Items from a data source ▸

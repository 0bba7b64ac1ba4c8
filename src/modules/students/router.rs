use axum::{
    Router, middleware,
    routing::{delete, get},
};

use crate::middleware::role::require_admin;
use crate::state::AppState;

use super::controller::{
    create_student, delete_student, get_student, get_students, update_student,
};

pub fn init_students_router(state: &AppState) -> Router<AppState> {
    let admin_routes = Router::new()
        .route("/{id}", delete(delete_student))
        .route_layer(middleware::from_fn_with_state(state.clone(), require_admin));

    Router::new()
        .route("/", get(get_students).post(create_student))
        .route("/{id}", get(get_student).put(update_student))
        .merge(admin_routes)
}
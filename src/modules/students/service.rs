use std::collections::{BTreeMap, HashMap};

use sqlx::PgPool;
use tracing::instrument;

use crate::utils::errors::AppError;

use super::model::{CreateStudentDto, Student, UpdateStudentDto};
use super::search::{SearchField, SearchTerm};

pub struct StudentService;

impl StudentService {
    /// Idempotent bootstrap of the students table.
    pub async fn ensure_schema(db: &PgPool) -> Result<(), AppError> {
        sqlx::query(
            r#"
            CREATE TABLE IF NOT EXISTS students (
                id SERIAL PRIMARY KEY,
                name TEXT NOT NULL,
                age INTEGER NOT NULL,
                email TEXT NOT NULL,
                birth_date DATE NOT NULL
            )
            "#,
        )
        .execute(db)
        .await
        .map_err(AppError::database)?;

        Ok(())
    }

    #[instrument(skip(db, dto))]
    pub async fn create_student(db: &PgPool, dto: CreateStudentDto) -> Result<Student, AppError> {
        sqlx::query_as::<_, Student>(
            "INSERT INTO students (name, age, email, birth_date)
             VALUES ($1, $2, $3, $4)
             RETURNING id, name, age, email, birth_date",
        )
        .bind(&dto.name)
        .bind(dto.age)
        .bind(&dto.email)
        .bind(dto.birth_date)
        .fetch_one(db)
        .await
        .map_err(AppError::database)
    }

    #[instrument(skip(db))]
    pub async fn list_students(db: &PgPool) -> Result<Vec<Student>, AppError> {
        sqlx::query_as::<_, Student>(
            "SELECT id, name, age, email, birth_date FROM students ORDER BY id",
        )
        .fetch_all(db)
        .await
        .map_err(AppError::database)
    }

    #[instrument(skip(db))]
    pub async fn get_student_by_id(db: &PgPool, id: i32) -> Result<Option<Student>, AppError> {
        sqlx::query_as::<_, Student>(
            "SELECT id, name, age, email, birth_date FROM students WHERE id = $1",
        )
        .bind(id)
        .fetch_optional(db)
        .await
        .map_err(AppError::database)
    }

    /// Returns the number of rows written; 0 means no such student.
    #[instrument(skip(db, dto))]
    pub async fn update_student(
        db: &PgPool,
        id: i32,
        dto: UpdateStudentDto,
    ) -> Result<u64, AppError> {
        let result = sqlx::query(
            "UPDATE students SET name = $1, age = $2, email = $3, birth_date = $4 WHERE id = $5",
        )
        .bind(&dto.name)
        .bind(dto.age)
        .bind(&dto.email)
        .bind(dto.birth_date)
        .bind(id)
        .execute(db)
        .await
        .map_err(AppError::database)?;

        Ok(result.rows_affected())
    }

    /// Returns the number of rows removed; 0 means no such student.
    #[instrument(skip(db))]
    pub async fn delete_student(db: &PgPool, id: i32) -> Result<u64, AppError> {
        let result = sqlx::query("DELETE FROM students WHERE id = $1")
            .bind(id)
            .execute(db)
            .await
            .map_err(AppError::database)?;

        Ok(result.rows_affected())
    }

    /// Search one whitelisted field. The column identifier in every arm is
    /// fixed in the statement text; the value always travels as a bound
    /// parameter. `name` matches substrings (case-insensitive), all other
    /// fields match exactly.
    #[instrument(skip(db))]
    pub async fn search_by_field(
        db: &PgPool,
        field_name: &str,
        value: &str,
    ) -> Result<Vec<Student>, AppError> {
        let field = SearchField::resolve(field_name)?;
        let term = field.coerce(value)?;

        let students = match term {
            SearchTerm::Id(id) => {
                sqlx::query_as::<_, Student>(
                    "SELECT id, name, age, email, birth_date FROM students
                     WHERE id = $1 ORDER BY id",
                )
                .bind(id)
                .fetch_all(db)
                .await
            }
            SearchTerm::Name(name) => {
                sqlx::query_as::<_, Student>(
                    "SELECT id, name, age, email, birth_date FROM students
                     WHERE name ILIKE $1 ORDER BY id",
                )
                .bind(format!("%{}%", name))
                .fetch_all(db)
                .await
            }
            SearchTerm::Age(age) => {
                sqlx::query_as::<_, Student>(
                    "SELECT id, name, age, email, birth_date FROM students
                     WHERE age = $1 ORDER BY id",
                )
                .bind(age)
                .fetch_all(db)
                .await
            }
            SearchTerm::Email(email) => {
                sqlx::query_as::<_, Student>(
                    "SELECT id, name, age, email, birth_date FROM students
                     WHERE email = $1 ORDER BY id",
                )
                .bind(email)
                .fetch_all(db)
                .await
            }
            SearchTerm::BirthDate(birth_date) => {
                sqlx::query_as::<_, Student>(
                    "SELECT id, name, age, email, birth_date FROM students
                     WHERE birth_date = $1 ORDER BY id",
                )
                .bind(birth_date)
                .fetch_all(db)
                .await
            }
        }
        .map_err(AppError::database)?;

        Ok(students)
    }

    /// Union of independent single-field searches, de-duplicated by id and
    /// returned in ascending id order. An empty filter set is the full
    /// listing.
    #[instrument(skip(db, filters))]
    pub async fn search_students(
        db: &PgPool,
        filters: &HashMap<String, String>,
    ) -> Result<Vec<Student>, AppError> {
        if filters.is_empty() {
            return Self::list_students(db).await;
        }

        let mut merged: BTreeMap<i32, Student> = BTreeMap::new();

        for (field, value) in filters {
            for student in Self::search_by_field(db, field, value).await? {
                merged.insert(student.id, student);
            }
        }

        Ok(merged.into_values().collect())
    }
}
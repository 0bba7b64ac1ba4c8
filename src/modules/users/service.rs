use sqlx::PgPool;
use tracing::instrument;

use crate::middleware::role::UserRole;
use crate::utils::errors::AppError;

use super::model::{User, UserWithPassword};

pub struct UserService;

impl UserService {
    /// Idempotent bootstrap of the credential table. The unique index on
    /// `lower(email)` is what makes [`Self::create`] an atomic
    /// insert-if-absent: duplicate detection and insertion are one
    /// statement, so two concurrent registrations cannot both succeed.
    pub async fn ensure_schema(db: &PgPool) -> Result<(), AppError> {
        sqlx::query(
            r#"
            CREATE TABLE IF NOT EXISTS users (
                id SERIAL PRIMARY KEY,
                name TEXT NOT NULL,
                email TEXT NOT NULL,
                password TEXT NOT NULL,
                role TEXT NOT NULL DEFAULT 'user'
            )
            "#,
        )
        .execute(db)
        .await
        .map_err(AppError::database)?;

        sqlx::query(
            "CREATE UNIQUE INDEX IF NOT EXISTS users_email_lower_idx ON users ((lower(email)))",
        )
        .execute(db)
        .await
        .map_err(AppError::database)?;

        Ok(())
    }

    /// Case-insensitive exact match. The same `lower()` normalization backs
    /// the unique index, so lookup and uniqueness can never disagree.
    #[instrument(skip(db))]
    pub async fn find_by_email(
        db: &PgPool,
        email: &str,
    ) -> Result<Option<UserWithPassword>, AppError> {
        sqlx::query_as::<_, UserWithPassword>(
            "SELECT id, name, email, password, role FROM users WHERE lower(email) = lower($1)",
        )
        .bind(email)
        .fetch_optional(db)
        .await
        .map_err(AppError::database)
    }

    #[instrument(skip(db))]
    pub async fn find_by_id(db: &PgPool, id: i32) -> Result<Option<User>, AppError> {
        sqlx::query_as::<_, User>("SELECT id, name, email, role FROM users WHERE id = $1")
            .bind(id)
            .fetch_optional(db)
            .await
            .map_err(AppError::database)
    }

    #[instrument(skip(db, password_hash))]
    pub async fn create(
        db: &PgPool,
        name: &str,
        email: &str,
        password_hash: &str,
        role: UserRole,
    ) -> Result<User, AppError> {
        sqlx::query_as::<_, User>(
            "INSERT INTO users (name, email, password, role)
             VALUES ($1, $2, $3, $4)
             RETURNING id, name, email, role",
        )
        .bind(name)
        .bind(email)
        .bind(password_hash)
        .bind(role.as_str())
        .fetch_one(db)
        .await
        .map_err(|e| {
            if let sqlx::Error::Database(db_err) = &e {
                if db_err.is_unique_violation() {
                    return AppError::conflict(anyhow::anyhow!(
                        "Email {} is already registered",
                        email
                    ));
                }
            }
            AppError::database(anyhow::Error::from(e))
        })
    }
}
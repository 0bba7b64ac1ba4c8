use chrono::NaiveDate;
use serde::{Deserialize, Serialize};
use sqlx::FromRow;
use validator::Validate;

/// A student record.
#[derive(Serialize, Deserialize, FromRow, Debug, Clone, PartialEq, Eq)]
pub struct Student {
    pub id: i32,
    pub name: String,
    pub age: i32,
    pub email: String,
    pub birth_date: NaiveDate,
}

#[derive(Debug, Deserialize, Validate)]
pub struct CreateStudentDto {
    #[validate(length(min = 1, message = "name must not be blank"))]
    pub name: String,
    #[validate(range(min = 0, message = "age must not be negative"))]
    pub age: i32,
    #[validate(email(message = "email must be a valid address"))]
    pub email: String,
    pub birth_date: NaiveDate,
}

/// Full-replace update: every field is written.
#[derive(Debug, Deserialize, Validate)]
pub struct UpdateStudentDto {
    #[validate(length(min = 1, message = "name must not be blank"))]
    pub name: String,
    #[validate(range(min = 0, message = "age must not be negative"))]
    pub age: i32,
    #[validate(email(message = "email must be a valid address"))]
    pub email: String,
    pub birth_date: NaiveDate,
}
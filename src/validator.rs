use anyhow::anyhow;
use axum::{
    Json,
    extract::{FromRequest, Request, rejection::JsonRejection},
    http::StatusCode,
};
use serde::de::DeserializeOwned;
use validator::{Validate, ValidationErrors};

use crate::utils::errors::AppError;

fn format_errors(errors: &ValidationErrors) -> String {
    errors
        .field_errors()
        .iter()
        .flat_map(|(field, errors)| {
            errors.iter().filter_map(move |error| {
                error
                    .message
                    .as_ref()
                    .map(|msg| msg.to_string())
                    .or_else(|| Some(format!("{} is invalid", field)))
            })
        })
        .collect::<Vec<_>>()
        .join(", ")
}

#[derive(Debug, Clone, Copy, Default)]
pub struct ValidatedJson<T>(pub T);

impl<T, S> FromRequest<S> for ValidatedJson<T>
where
    T: DeserializeOwned + Validate,
    S: Send + Sync,
{
    type Rejection = AppError;

    async fn from_request(req: Request, state: &S) -> Result<Self, Self::Rejection> {
        let Json(value) = Json::<T>::from_request(req, state)
            .await
            .map_err(|rejection| {
                let error_msg = rejection.body_text();

                if error_msg.contains("missing field") {
                    let field = error_msg
                        .split("missing field `")
                        .nth(1)
                        .and_then(|s| s.split('`').next())
                        .unwrap_or("unknown");
                    return AppError::new(StatusCode::BAD_REQUEST, anyhow!("{} is required", field));
                }

                if error_msg.contains("invalid type") {
                    return AppError::new(
                        StatusCode::BAD_REQUEST,
                        anyhow!("Invalid field type in request"),
                    );
                }

                if matches!(rejection, JsonRejection::MissingJsonContentType(_)) {
                    return AppError::new(
                        StatusCode::BAD_REQUEST,
                        anyhow!("Missing 'Content-Type: application/json' header"),
                    );
                }

                AppError::new(StatusCode::BAD_REQUEST, anyhow!("Invalid request body"))
            })?;

        value.validate().map_err(|errors| {
            AppError::new(StatusCode::BAD_REQUEST, anyhow!("{}", format_errors(&errors)))
        })?;

        Ok(ValidatedJson(value))
    }
}
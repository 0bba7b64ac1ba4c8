use classdesk::config::database::init_db_pool;
use classdesk::logging::init_tracing;
use classdesk::middleware::role::UserRole;
use classdesk::modules;
use classdesk::modules::users::service::UserService;
use classdesk::router::init_router;
use classdesk::state::init_app_state;
use classdesk::utils::password::hash_password;
use dotenvy::dotenv;

#[tokio::main]
async fn main() -> anyhow::Result<()> {
    dotenv().ok();

    let args: Vec<String> = std::env::args().collect();

    // Check if this is a CLI command
    if args.len() > 1 && args[1] == "create-admin" {
        return handle_create_admin(args).await;
    }

    // Normal server startup
    init_tracing();

    let state = init_app_state().await?;
    modules::ensure_schema(&state.db).await.map_err(|e| e.error)?;

    let app = init_router(state);

    let listener = tokio::net::TcpListener::bind("0.0.0.0:3000").await?;
    println!("🚀 Server running on http://localhost:3000");
    axum::serve(listener, app).await?;

    Ok(())
}

async fn handle_create_admin(args: Vec<String>) -> anyhow::Result<()> {
    if args.len() != 5 {
        eprintln!("Usage: {} create-admin <name> <email> <password>", args[0]);
        std::process::exit(1);
    }

    let name = &args[2];
    let email = &args[3];
    let password = &args[4];

    let db = init_db_pool().await?;
    UserService::ensure_schema(&db).await.map_err(|e| e.error)?;

    let hashed = hash_password(password).map_err(|e| e.error)?;

    match UserService::create(&db, name, email, &hashed, UserRole::Admin).await {
        Ok(user) => {
            println!("✅ Admin account created successfully!");
            println!("   Id: {}", user.id);
            println!("   Email: {}", user.email);
        }
        Err(e) => {
            eprintln!("❌ Error creating admin account: {}", e.error);
            std::process::exit(1);
        }
    }

    Ok(())
}
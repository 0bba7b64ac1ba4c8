use serde::{Deserialize, Serialize};
use sqlx::FromRow;

/// A credential record as exposed to the rest of the application.
///
/// `role` holds one of the values of
/// [`UserRole`](crate::middleware::role::UserRole); every write site goes
/// through the enum.
#[derive(Serialize, Deserialize, FromRow, Debug, Clone, PartialEq, Eq)]
pub struct User {
    pub id: i32,
    pub name: String,
    pub email: String,
    pub role: String,
}

/// Credential record including the password hash. Only the login path
/// reads this shape; it is never serialized into a response.
#[derive(FromRow, Debug, Clone)]
pub struct UserWithPassword {
    pub id: i32,
    pub name: String,
    pub email: String,
    pub password: String,
    pub role: String,
}
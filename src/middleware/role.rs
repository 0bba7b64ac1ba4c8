//! Role-based authorization for protected routes.
//!
//! Roles form a closed set: a token claim is parsed into [`UserRole`]
//! before any comparison, so a typo in a stored role string can never
//! satisfy a permission check.

use axum::{
    extract::{FromRequestParts, Request, State},
    middleware::Next,
    response::{IntoResponse, Response},
};

use crate::middleware::auth::AuthUser;
use crate::state::AppState;
use crate::utils::errors::AppError;

#[derive(Debug, Clone, Copy, PartialEq, Eq)]
pub enum UserRole {
    User,
    Admin,
}

impl UserRole {
    pub fn as_str(self) -> &'static str {
        match self {
            Self::User => "user",
            Self::Admin => "admin",
        }
    }

    pub fn parse(role: &str) -> Option<Self> {
        match role {
            "user" => Some(Self::User),
            "admin" => Some(Self::Admin),
            _ => None,
        }
    }
}

/// Route-level permission decision. An operation without a role requirement
/// admits any authenticated caller; one with a requirement admits exactly
/// that role.
pub fn permits(role: UserRole, required: Option<UserRole>) -> bool {
    match required {
        None => true,
        Some(required) => role == required,
    }
}

async fn require_role(
    state: AppState,
    req: Request,
    next: Next,
    required: UserRole,
) -> Result<Response, AppError> {
    let (mut parts, body) = req.into_parts();

    let auth_user = AuthUser::from_request_parts(&mut parts, &state).await?;

    // The token verified, so the caller is authenticated; a role outside
    // the closed set still cannot match any requirement.
    let role = UserRole::parse(&auth_user.0.role)
        .ok_or_else(|| AppError::forbidden(anyhow::anyhow!("Unknown role in token")))?;

    if !permits(role, Some(required)) {
        return Err(AppError::forbidden(anyhow::anyhow!(
            "Access denied. Required role: {}",
            required.as_str()
        )));
    }

    let req = Request::from_parts(parts, body);
    Ok(next.run(req).await)
}

/// Layer for routes only administrators may reach.
///
/// ```rust,ignore
/// let admin_routes = Router::new()
///     .route("/{id}", delete(delete_student))
///     .route_layer(middleware::from_fn_with_state(state.clone(), require_admin));
/// ```
pub async fn require_admin(State(state): State<AppState>, req: Request, next: Next) -> Response {
    match require_role(state, req, next, UserRole::Admin).await {
        Ok(response) => response,
        Err(err) => err.into_response(),
    }
}

#[cfg(test)]
mod tests {
    use super::*;

    #[test]
    fn test_permits_without_requirement() {
        assert!(permits(UserRole::User, None));
        assert!(permits(UserRole::Admin, None));
    }

    #[test]
    fn test_permits_with_requirement() {
        assert!(permits(UserRole::Admin, Some(UserRole::Admin)));
        assert!(!permits(UserRole::User, Some(UserRole::Admin)));
        assert!(permits(UserRole::User, Some(UserRole::User)));
        assert!(!permits(UserRole::Admin, Some(UserRole::User)));
    }

    #[test]
    fn test_parse_role() {
        assert_eq!(UserRole::parse("user"), Some(UserRole::User));
        assert_eq!(UserRole::parse("admin"), Some(UserRole::Admin));
        assert_eq!(UserRole::parse("administrator"), None);
        assert_eq!(UserRole::parse("Admin"), None);
        assert_eq!(UserRole::parse(""), None);
    }

    #[test]
    fn test_role_round_trip() {
        for role in [UserRole::User, UserRole::Admin] {
            assert_eq!(UserRole::parse(role.as_str()), Some(role));
        }
    }
}
use serde::{Deserialize, Serialize};
use sqlx::FromRow;
use validator::Validate;

#[derive(Serialize, Deserialize, FromRow, Debug, Clone, PartialEq, Eq)]
pub struct Course {
    pub id: i32,
    pub name: String,
    pub code: String,
    pub professor_id: Option<i32>,
}

#[derive(Debug, Deserialize, Validate)]
pub struct CreateCourseDto {
    #[validate(length(min = 1, message = "name must not be blank"))]
    pub name: String,
    #[validate(length(min = 1, message = "code must not be blank"))]
    pub code: String,
    pub professor_id: Option<i32>,
}

#[derive(Debug, Deserialize, Validate)]
pub struct UpdateCourseDto {
    #[validate(length(min = 1, message = "name must not be blank"))]
    pub name: String,
    #[validate(length(min = 1, message = "code must not be blank"))]
    pub code: String,
    pub professor_id: Option<i32>,
}
mod common;

use axum::http::StatusCode;
use classdesk::middleware::role::UserRole;
use common::{body_json, create_test_user, generate_unique_email, json_request, setup_test_app};
use serde_json::json;
use sqlx::PgPool;
use tower::ServiceExt;

#[sqlx::test]
async fn test_register_success(pool: PgPool) {
    let app = setup_test_app(pool).await;
    let email = generate_unique_email();

    let response = app
        .oneshot(json_request(
            "POST",
            "/api/auth/register",
            None,
            Some(json!({
                "name": "Ana Souza",
                "email": email,
                "password": "supersecret1"
            })),
        ))
        .await
        .unwrap();

    assert_eq!(response.status(), StatusCode::CREATED);

    let body = body_json(response).await;
    assert_eq!(body["name"], "Ana Souza");
    assert_eq!(body["email"], email);
    assert!(body["id"].as_i64().unwrap() >= 1);
    assert!(body.get("password").is_none());
}

#[sqlx::test]
async fn test_register_ids_strictly_increasing(pool: PgPool) {
    let app = setup_test_app(pool).await;

    let mut last_id = 0;
    for _ in 0..3 {
        let response = app
            .clone()
            .oneshot(json_request(
                "POST",
                "/api/auth/register",
                None,
                Some(json!({
                    "name": "Test User",
                    "email": generate_unique_email(),
                    "password": "supersecret1"
                })),
            ))
            .await
            .unwrap();

        assert_eq!(response.status(), StatusCode::CREATED);
        let id = body_json(response).await["id"].as_i64().unwrap();
        assert!(id > last_id);
        last_id = id;
    }
}

#[sqlx::test]
async fn test_register_duplicate_email(pool: PgPool) {
    let app = setup_test_app(pool).await;
    let email = generate_unique_email();

    let register = |email: String| {
        json_request(
            "POST",
            "/api/auth/register",
            None,
            Some(json!({
                "name": "Test User",
                "email": email,
                "password": "supersecret1"
            })),
        )
    };

    let first = app.clone().oneshot(register(email.clone())).await.unwrap();
    assert_eq!(first.status(), StatusCode::CREATED);

    let second = app.clone().oneshot(register(email.clone())).await.unwrap();
    assert_eq!(second.status(), StatusCode::CONFLICT);

    // Same address in a different case is still a duplicate.
    let third = app.oneshot(register(email.to_uppercase())).await.unwrap();
    assert_eq!(third.status(), StatusCode::CONFLICT);
}

#[sqlx::test]
async fn test_register_blank_name(pool: PgPool) {
    let app = setup_test_app(pool).await;

    let response = app
        .oneshot(json_request(
            "POST",
            "/api/auth/register",
            None,
            Some(json!({
                "name": "",
                "email": generate_unique_email(),
                "password": "supersecret1"
            })),
        ))
        .await
        .unwrap();

    assert_eq!(response.status(), StatusCode::BAD_REQUEST);
}

#[sqlx::test]
async fn test_register_missing_field(pool: PgPool) {
    let app = setup_test_app(pool).await;

    let response = app
        .oneshot(json_request(
            "POST",
            "/api/auth/register",
            None,
            Some(json!({
                "name": "Test User",
                "email": generate_unique_email()
            })),
        ))
        .await
        .unwrap();

    assert_eq!(response.status(), StatusCode::BAD_REQUEST);
}

#[sqlx::test]
async fn test_login_success(pool: PgPool) {
    let app = setup_test_app(pool).await;
    let email = generate_unique_email();

    let register = app
        .clone()
        .oneshot(json_request(
            "POST",
            "/api/auth/register",
            None,
            Some(json!({
                "name": "Test User",
                "email": email,
                "password": "supersecret1"
            })),
        ))
        .await
        .unwrap();
    assert_eq!(register.status(), StatusCode::CREATED);

    let response = app
        .oneshot(json_request(
            "POST",
            "/api/auth/login",
            None,
            Some(json!({
                "email": email,
                "password": "supersecret1"
            })),
        ))
        .await
        .unwrap();

    assert_eq!(response.status(), StatusCode::OK);

    let body = body_json(response).await;
    assert!(!body["access_token"].as_str().unwrap().is_empty());
    assert!(body.get("expires_at").is_some());
}

#[sqlx::test]
async fn test_login_failures_are_indistinguishable(pool: PgPool) {
    let app = setup_test_app(pool).await;
    let email = generate_unique_email();

    let register = app
        .clone()
        .oneshot(json_request(
            "POST",
            "/api/auth/register",
            None,
            Some(json!({
                "name": "Test User",
                "email": email,
                "password": "supersecret1"
            })),
        ))
        .await
        .unwrap();
    assert_eq!(register.status(), StatusCode::CREATED);

    let wrong_password = app
        .clone()
        .oneshot(json_request(
            "POST",
            "/api/auth/login",
            None,
            Some(json!({
                "email": email,
                "password": "wrongpassword"
            })),
        ))
        .await
        .unwrap();

    let unknown_email = app
        .oneshot(json_request(
            "POST",
            "/api/auth/login",
            None,
            Some(json!({
                "email": generate_unique_email(),
                "password": "supersecret1"
            })),
        ))
        .await
        .unwrap();

    assert_eq!(wrong_password.status(), StatusCode::UNAUTHORIZED);
    assert_eq!(unknown_email.status(), StatusCode::UNAUTHORIZED);

    // The two rejections must not reveal whether the address exists.
    let body1 = body_json(wrong_password).await;
    let body2 = body_json(unknown_email).await;
    assert_eq!(body1, body2);
}

#[sqlx::test]
async fn test_protected_route_requires_token(pool: PgPool) {
    let app = setup_test_app(pool).await;

    let response = app
        .oneshot(json_request("GET", "/api/students", None, None))
        .await
        .unwrap();

    assert_eq!(response.status(), StatusCode::UNAUTHORIZED);
}

#[sqlx::test]
async fn test_protected_route_with_valid_token(pool: PgPool) {
    let app = setup_test_app(pool.clone()).await;
    let (_, token) = create_test_user(&pool, UserRole::User).await;

    let response = app
        .oneshot(json_request("GET", "/api/students", Some(&token), None))
        .await
        .unwrap();

    assert_eq!(response.status(), StatusCode::OK);
}

#[sqlx::test]
async fn test_protected_route_malformed_token(pool: PgPool) {
    let app = setup_test_app(pool).await;

    let response = app
        .oneshot(json_request(
            "GET",
            "/api/students",
            Some("not.a.token"),
            None,
        ))
        .await
        .unwrap();

    assert_eq!(response.status(), StatusCode::UNAUTHORIZED);
}

#[sqlx::test]
async fn test_delete_forbidden_for_regular_user(pool: PgPool) {
    let app = setup_test_app(pool.clone()).await;
    let (_, user_token) = create_test_user(&pool, UserRole::User).await;

    let create = app
        .clone()
        .oneshot(json_request(
            "POST",
            "/api/students",
            Some(&user_token),
            Some(json!({
                "name": "Ana",
                "age": 20,
                "email": "ana@ex.com",
                "birth_date": "2005-01-10"
            })),
        ))
        .await
        .unwrap();
    assert_eq!(create.status(), StatusCode::CREATED);
    let id = body_json(create).await["id"].as_i64().unwrap();

    // Authenticated but not authorized: 403, not 401.
    let response = app
        .oneshot(json_request(
            "DELETE",
            &format!("/api/students/{}", id),
            Some(&user_token),
            None,
        ))
        .await
        .unwrap();

    assert_eq!(response.status(), StatusCode::FORBIDDEN);
}

#[sqlx::test]
async fn test_delete_allowed_for_admin(pool: PgPool) {
    let app = setup_test_app(pool.clone()).await;
    let (_, user_token) = create_test_user(&pool, UserRole::User).await;
    let (_, admin_token) = create_test_user(&pool, UserRole::Admin).await;

    let create = app
        .clone()
        .oneshot(json_request(
            "POST",
            "/api/students",
            Some(&user_token),
            Some(json!({
                "name": "Ana",
                "age": 20,
                "email": "ana@ex.com",
                "birth_date": "2005-01-10"
            })),
        ))
        .await
        .unwrap();
    assert_eq!(create.status(), StatusCode::CREATED);
    let id = body_json(create).await["id"].as_i64().unwrap();

    let response = app
        .oneshot(json_request(
            "DELETE",
            &format!("/api/students/{}", id),
            Some(&admin_token),
            None,
        ))
        .await
        .unwrap();

    assert_eq!(response.status(), StatusCode::OK);
}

Instructions for the task ▸
With "address" as the string to look for, count the matching lines in the entries above and report only the number.

Exercise result ▸
4